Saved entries
Content starts

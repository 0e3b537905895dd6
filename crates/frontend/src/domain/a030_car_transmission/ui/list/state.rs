use contracts::domain::a030_car_transmission::aggregate::CarTransmission;
use leptos::prelude::*;
use std::cmp::Ordering;

#[derive(Clone, Debug)]
pub struct TransmissionListState {
    pub sort_field: String,
    pub sort_ascending: bool,
}

impl Default for TransmissionListState {
    fn default() -> Self {
        Self {
            sort_field: "name_tm".to_string(),
            sort_ascending: true,
        }
    }
}

impl TransmissionListState {
    pub fn toggle(&mut self, field: &str) {
        if self.sort_field == field {
            self.sort_ascending = !self.sort_ascending;
        } else {
            self.sort_field = field.to_string();
            self.sort_ascending = true;
        }
    }

    pub fn sort(&self, rows: &mut [CarTransmission]) {
        rows.sort_by(|a, b| {
            let ord = compare_by_field(a, b, &self.sort_field);
            if self.sort_ascending {
                ord
            } else {
                ord.reverse()
            }
        });
    }
}

fn compare_by_field(a: &CarTransmission, b: &CarTransmission, field: &str) -> Ordering {
    match field {
        "id" => a.id.value().cmp(&b.id.value()),
        "name_tm" => a.name_tm.to_lowercase().cmp(&b.name_tm.to_lowercase()),
        "name_ru" => a.name_ru.to_lowercase().cmp(&b.name_ru.to_lowercase()),
        "status" => a.status.cmp(&b.status),
        _ => Ordering::Equal,
    }
}

pub fn create_state() -> RwSignal<TransmissionListState> {
    RwSignal::new(TransmissionListState::default())
}
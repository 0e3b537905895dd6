pub mod a030_car_transmission;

Content ends

Please repeat each line above exactly.

repository 0e3b537905895dd6
filename crates/frontend/src/domain/a030_car_transmission/ui/list/state.rs
use contracts::domain::a030_car_transmission::aggregate::CarTransmission;
use leptos::prelude::*;
use std::cmp::Ordering;

#[derive(Clone, Debug)]
pub struct TransmissionListState {
    pub sort_field: String,
    pub sort_ascending: bool,
}

impl Default for TransmissionListState {
    fn default() -> Self {
        Self {
            sort_field: "name_tm".to_string(),
            sort_ascending: true,
        }
    }
}

impl TransmissionListState {
    pub fn toggle(&mut self, field: &str) {
        if self.sort_field == field {
            self.sort_ascending = !self.sort_ascending;
        } else {
            self.sort_field = field.to_string();
            self.sort_ascending = true;
        }
    }

    pub fn sort(&self, rows: &mut [CarTransmission]) {
        rows.sort_by(|a, b| {
            let ord = compare_by_field(a, b, &self.sort_field);
            if self.sort_ascending {
                ord
            } else {
                ord.reverse()
            }
        });
    }
}

fn compare_by_field(a: &CarTransmission, b: &CarTransmission, field: &str) -> Ordering {
    match field {
        "id" => a.id.value().cmp(&b.id.value()),
        "name_tm" => a.name_tm.to_lowercase().cmp(&b.name_tm.to_lowercase()),
        "name_ru" => a.name_ru.to_lowercase().cmp(&b.name_ru.to_lowercase()),
        "status" => a.status.cmp(&b.status),
        _ => Ordering::Equal,
    }
}

pub fn create_state() -> RwSignal<TransmissionListState> {
    RwSignal::new(TransmissionListState::default())
}
repository 0e3b537905895dd6
pub mod a030_car_transmission;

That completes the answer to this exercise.